Begin at the line containing "let mut score_docs" in the data below and go on through the line containing "max_score: score_docs.first().map_or(0.0, |d|", repeating each line exactly; include both ends and no other line.

Data excerpts:
..............................
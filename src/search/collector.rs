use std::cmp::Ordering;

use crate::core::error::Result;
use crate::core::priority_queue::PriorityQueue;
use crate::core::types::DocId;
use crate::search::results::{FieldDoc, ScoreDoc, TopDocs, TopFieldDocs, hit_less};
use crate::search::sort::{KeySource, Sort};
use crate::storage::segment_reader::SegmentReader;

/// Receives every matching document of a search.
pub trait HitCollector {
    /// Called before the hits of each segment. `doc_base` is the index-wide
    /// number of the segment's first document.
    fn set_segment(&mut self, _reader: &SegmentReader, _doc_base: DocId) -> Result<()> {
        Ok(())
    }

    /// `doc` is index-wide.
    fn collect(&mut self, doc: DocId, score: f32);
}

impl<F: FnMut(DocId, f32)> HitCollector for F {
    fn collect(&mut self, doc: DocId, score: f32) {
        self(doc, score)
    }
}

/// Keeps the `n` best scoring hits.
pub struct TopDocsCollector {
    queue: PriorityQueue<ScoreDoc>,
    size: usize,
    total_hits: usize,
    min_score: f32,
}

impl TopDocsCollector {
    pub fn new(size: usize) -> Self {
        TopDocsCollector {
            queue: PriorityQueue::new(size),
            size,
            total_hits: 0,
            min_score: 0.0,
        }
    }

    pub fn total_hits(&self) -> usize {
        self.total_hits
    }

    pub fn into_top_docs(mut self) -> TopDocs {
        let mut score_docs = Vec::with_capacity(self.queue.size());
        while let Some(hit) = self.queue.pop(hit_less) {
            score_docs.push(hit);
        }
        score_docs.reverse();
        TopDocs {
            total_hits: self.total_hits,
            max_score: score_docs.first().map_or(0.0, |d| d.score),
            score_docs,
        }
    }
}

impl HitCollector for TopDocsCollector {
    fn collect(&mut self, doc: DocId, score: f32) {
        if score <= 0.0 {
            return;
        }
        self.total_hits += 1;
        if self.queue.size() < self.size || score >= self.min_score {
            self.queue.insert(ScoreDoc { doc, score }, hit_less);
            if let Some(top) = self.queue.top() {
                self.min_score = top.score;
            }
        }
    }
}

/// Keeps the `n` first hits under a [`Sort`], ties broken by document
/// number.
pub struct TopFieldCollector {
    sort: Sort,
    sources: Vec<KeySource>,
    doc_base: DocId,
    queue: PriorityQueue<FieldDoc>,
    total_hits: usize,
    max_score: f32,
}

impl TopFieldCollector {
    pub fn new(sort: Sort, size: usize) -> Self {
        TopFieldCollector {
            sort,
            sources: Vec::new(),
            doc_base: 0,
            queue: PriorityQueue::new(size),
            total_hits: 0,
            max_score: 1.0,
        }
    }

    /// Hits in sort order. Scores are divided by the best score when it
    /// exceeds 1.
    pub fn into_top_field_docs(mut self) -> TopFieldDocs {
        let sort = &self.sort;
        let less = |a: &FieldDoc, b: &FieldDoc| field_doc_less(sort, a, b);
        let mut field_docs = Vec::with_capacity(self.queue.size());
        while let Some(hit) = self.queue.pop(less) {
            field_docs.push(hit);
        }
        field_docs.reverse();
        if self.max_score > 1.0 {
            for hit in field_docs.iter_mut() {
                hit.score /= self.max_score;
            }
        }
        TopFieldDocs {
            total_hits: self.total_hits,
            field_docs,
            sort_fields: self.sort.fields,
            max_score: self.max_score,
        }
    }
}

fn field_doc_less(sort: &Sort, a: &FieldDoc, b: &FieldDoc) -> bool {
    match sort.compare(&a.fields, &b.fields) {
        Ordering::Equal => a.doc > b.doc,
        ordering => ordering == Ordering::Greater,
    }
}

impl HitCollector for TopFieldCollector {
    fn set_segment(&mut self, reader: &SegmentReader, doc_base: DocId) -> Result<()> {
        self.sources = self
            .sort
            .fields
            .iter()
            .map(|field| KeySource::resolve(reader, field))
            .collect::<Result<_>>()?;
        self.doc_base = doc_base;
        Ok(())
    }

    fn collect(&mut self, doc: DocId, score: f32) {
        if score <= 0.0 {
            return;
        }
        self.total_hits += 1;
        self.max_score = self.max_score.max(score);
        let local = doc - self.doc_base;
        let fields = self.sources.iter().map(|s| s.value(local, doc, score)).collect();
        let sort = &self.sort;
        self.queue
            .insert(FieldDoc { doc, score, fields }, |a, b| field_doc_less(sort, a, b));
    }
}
..............................
Response:
        let mut score_docs = Vec::with_capacity(self.queue.size());
        while let Some(hit) = self.queue.pop(hit_less) {
            score_docs.push(hit);
        }
        score_docs.reverse();
        TopDocs {
            total_hits: self.total_hits,
            max_score: score_docs.first().map_or(0.0, |d| d.score),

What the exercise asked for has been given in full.